**What to do**
The records should be written out in full, with nothing altered.
:: The data
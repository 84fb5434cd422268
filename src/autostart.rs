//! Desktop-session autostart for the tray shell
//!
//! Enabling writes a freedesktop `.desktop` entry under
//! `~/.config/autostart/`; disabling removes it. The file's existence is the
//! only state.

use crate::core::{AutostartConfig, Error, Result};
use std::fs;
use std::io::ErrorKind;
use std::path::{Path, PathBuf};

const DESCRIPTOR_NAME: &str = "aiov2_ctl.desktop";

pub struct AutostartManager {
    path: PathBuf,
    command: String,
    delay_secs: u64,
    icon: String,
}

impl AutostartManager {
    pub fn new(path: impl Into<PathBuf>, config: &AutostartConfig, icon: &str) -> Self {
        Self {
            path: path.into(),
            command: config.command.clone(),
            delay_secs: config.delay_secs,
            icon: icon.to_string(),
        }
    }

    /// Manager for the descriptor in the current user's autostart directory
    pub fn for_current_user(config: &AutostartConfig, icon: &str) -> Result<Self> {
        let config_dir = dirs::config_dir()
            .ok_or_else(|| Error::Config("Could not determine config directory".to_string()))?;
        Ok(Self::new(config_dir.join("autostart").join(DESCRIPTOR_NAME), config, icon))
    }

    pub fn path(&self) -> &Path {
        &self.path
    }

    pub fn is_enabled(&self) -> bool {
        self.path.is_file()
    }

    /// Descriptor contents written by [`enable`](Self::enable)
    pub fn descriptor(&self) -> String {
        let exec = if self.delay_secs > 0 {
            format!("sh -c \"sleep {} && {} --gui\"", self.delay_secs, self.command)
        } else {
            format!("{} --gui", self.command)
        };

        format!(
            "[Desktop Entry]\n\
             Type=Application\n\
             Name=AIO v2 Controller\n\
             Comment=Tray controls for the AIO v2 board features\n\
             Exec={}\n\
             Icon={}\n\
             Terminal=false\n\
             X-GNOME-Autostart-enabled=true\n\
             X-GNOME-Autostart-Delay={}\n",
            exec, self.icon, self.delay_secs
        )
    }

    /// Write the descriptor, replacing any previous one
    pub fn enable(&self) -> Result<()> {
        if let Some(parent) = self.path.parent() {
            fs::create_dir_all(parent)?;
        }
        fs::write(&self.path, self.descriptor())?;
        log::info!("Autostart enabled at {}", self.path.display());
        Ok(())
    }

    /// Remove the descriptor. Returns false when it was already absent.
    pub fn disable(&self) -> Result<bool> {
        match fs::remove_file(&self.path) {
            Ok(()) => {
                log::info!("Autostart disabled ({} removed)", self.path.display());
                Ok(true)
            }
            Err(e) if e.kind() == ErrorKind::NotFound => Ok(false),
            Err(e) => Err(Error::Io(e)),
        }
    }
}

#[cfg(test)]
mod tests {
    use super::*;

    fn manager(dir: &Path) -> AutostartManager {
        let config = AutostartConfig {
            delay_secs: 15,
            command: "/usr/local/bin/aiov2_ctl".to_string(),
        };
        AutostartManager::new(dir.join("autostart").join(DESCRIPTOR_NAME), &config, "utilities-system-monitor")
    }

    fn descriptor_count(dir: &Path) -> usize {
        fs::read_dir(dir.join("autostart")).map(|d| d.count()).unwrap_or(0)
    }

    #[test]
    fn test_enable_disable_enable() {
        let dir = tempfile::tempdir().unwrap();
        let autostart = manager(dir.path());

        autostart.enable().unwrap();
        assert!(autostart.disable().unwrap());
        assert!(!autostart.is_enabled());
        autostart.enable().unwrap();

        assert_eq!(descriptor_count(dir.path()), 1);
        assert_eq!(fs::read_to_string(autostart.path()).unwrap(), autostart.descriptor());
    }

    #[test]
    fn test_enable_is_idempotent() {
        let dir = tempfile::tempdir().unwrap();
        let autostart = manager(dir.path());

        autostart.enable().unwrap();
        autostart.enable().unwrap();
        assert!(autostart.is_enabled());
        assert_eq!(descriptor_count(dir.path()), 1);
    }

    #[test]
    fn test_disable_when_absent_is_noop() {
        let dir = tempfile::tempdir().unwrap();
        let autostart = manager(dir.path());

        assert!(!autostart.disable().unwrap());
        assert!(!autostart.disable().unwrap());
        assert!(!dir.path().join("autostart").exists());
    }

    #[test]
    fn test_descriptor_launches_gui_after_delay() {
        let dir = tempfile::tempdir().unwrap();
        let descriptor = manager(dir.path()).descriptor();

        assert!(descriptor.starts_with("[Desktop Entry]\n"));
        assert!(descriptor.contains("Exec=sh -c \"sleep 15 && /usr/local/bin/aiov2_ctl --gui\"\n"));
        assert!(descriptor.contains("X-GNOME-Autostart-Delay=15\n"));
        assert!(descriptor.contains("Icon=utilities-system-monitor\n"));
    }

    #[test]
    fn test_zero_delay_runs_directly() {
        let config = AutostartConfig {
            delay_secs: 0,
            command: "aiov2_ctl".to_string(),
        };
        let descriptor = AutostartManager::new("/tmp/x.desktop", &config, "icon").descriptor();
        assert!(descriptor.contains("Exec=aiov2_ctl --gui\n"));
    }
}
::::
**Response to the exercise**
repository 84fb5434cd422268
filename src/autostart.rs
//! Desktop-session autostart for the tray shell
//!
//! Enabling writes a freedesktop `.desktop` entry under
//! `~/.config/autostart/`; disabling removes it. The file's existence is the
//! only state.

use crate::core::{AutostartConfig, Error, Result};
use std::fs;
use std::io::ErrorKind;
use std::path::{Path, PathBuf};

const DESCRIPTOR_NAME: &str = "aiov2_ctl.desktop";

pub struct AutostartManager {
    path: PathBuf,
    command: String,
    delay_secs: u64,
    icon: String,
}

impl AutostartManager {
    pub fn new(path: impl Into<PathBuf>, config: &AutostartConfig, icon: &str) -> Self {
        Self {
            path: path.into(),
            command: config.command.clone(),
            delay_secs: config.delay_secs,
            icon: icon.to_string(),
        }
    }

    /// Manager for the descriptor in the current user's autostart directory
    pub fn for_current_user(config: &AutostartConfig, icon: &str) -> Result<Self> {
        let config_dir = dirs::config_dir()
            .ok_or_else(|| Error::Config("Could not determine config directory".to_string()))?;
        Ok(Self::new(config_dir.join("autostart").join(DESCRIPTOR_NAME), config, icon))
    }

    pub fn path(&self) -> &Path {
        &self.path
    }

    pub fn is_enabled(&self) -> bool {
        self.path.is_file()
    }

    /// Descriptor contents written by [`enable`](Self::enable)
    pub fn descriptor(&self) -> String {
        let exec = if self.delay_secs > 0 {
            format!("sh -c \"sleep {} && {} --gui\"", self.delay_secs, self.command)
        } else {
            format!("{} --gui", self.command)
        };

        format!(
            "[Desktop Entry]\n\
             Type=Application\n\
             Name=AIO v2 Controller\n\
             Comment=Tray controls for the AIO v2 board features\n\
             Exec={}\n\
             Icon={}\n\
             Terminal=false\n\
             X-GNOME-Autostart-enabled=true\n\
             X-GNOME-Autostart-Delay={}\n",
            exec, self.icon, self.delay_secs
        )
    }

    /// Write the descriptor, replacing any previous one
    pub fn enable(&self) -> Result<()> {
        if let Some(parent) = self.path.parent() {
            fs::create_dir_all(parent)?;
        }
        fs::write(&self.path, self.descriptor())?;
        log::info!("Autostart enabled at {}", self.path.display());
        Ok(())
    }

    /// Remove the descriptor. Returns false when it was already absent.
    pub fn disable(&self) -> Result<bool> {
        match fs::remove_file(&self.path) {
            Ok(()) => {
                log::info!("Autostart disabled ({} removed)", self.path.display());
                Ok(true)
            }
            Err(e) if e.kind() == ErrorKind::NotFound => Ok(false),
            Err(e) => Err(Error::Io(e)),
        }
    }
}

#[cfg(test)]
mod tests {
    use super::*;

    fn manager(dir: &Path) -> AutostartManager {
        let config = AutostartConfig {
            delay_secs: 15,
            command: "/usr/local/bin/aiov2_ctl".to_string(),
        };
        AutostartManager::new(dir.join("autostart").join(DESCRIPTOR_NAME), &config, "utilities-system-monitor")
    }

    fn descriptor_count(dir: &Path) -> usize {
        fs::read_dir(dir.join("autostart")).map(|d| d.count()).unwrap_or(0)
    }

    #[test]
    fn test_enable_disable_enable() {
        let dir = tempfile::tempdir().unwrap();
        let autostart = manager(dir.path());

        autostart.enable().unwrap();
        assert!(autostart.disable().unwrap());
        assert!(!autostart.is_enabled());
        autostart.enable().unwrap();

        assert_eq!(descriptor_count(dir.path()), 1);
        assert_eq!(fs::read_to_string(autostart.path()).unwrap(), autostart.descriptor());
    }

    #[test]
    fn test_enable_is_idempotent() {
        let dir = tempfile::tempdir().unwrap();
        let autostart = manager(dir.path());

        autostart.enable().unwrap();
        autostart.enable().unwrap();
        assert!(autostart.is_enabled());
        assert_eq!(descriptor_count(dir.path()), 1);
    }

    #[test]
    fn test_disable_when_absent_is_noop() {
        let dir = tempfile::tempdir().unwrap();
        let autostart = manager(dir.path());

        assert!(!autostart.disable().unwrap());
        assert!(!autostart.disable().unwrap());
        assert!(!dir.path().join("autostart").exists());
    }

    #[test]
    fn test_descriptor_launches_gui_after_delay() {
        let dir = tempfile::tempdir().unwrap();
        let descriptor = manager(dir.path()).descriptor();

        assert!(descriptor.starts_with("[Desktop Entry]\n"));
        assert!(descriptor.contains("Exec=sh -c \"sleep 15 && /usr/local/bin/aiov2_ctl --gui\"\n"));
        assert!(descriptor.contains("X-GNOME-Autostart-Delay=15\n"));
        assert!(descriptor.contains("Icon=utilities-system-monitor\n"));
    }

    #[test]
    fn test_zero_delay_runs_directly() {
        let config = AutostartConfig {
            delay_secs: 0,
            command: "aiov2_ctl".to_string(),
        };
        let descriptor = AutostartManager::new("/tmp/x.desktop", &config, "icon").descriptor();
        assert!(descriptor.contains("Exec=aiov2_ctl --gui\n"));
    }
}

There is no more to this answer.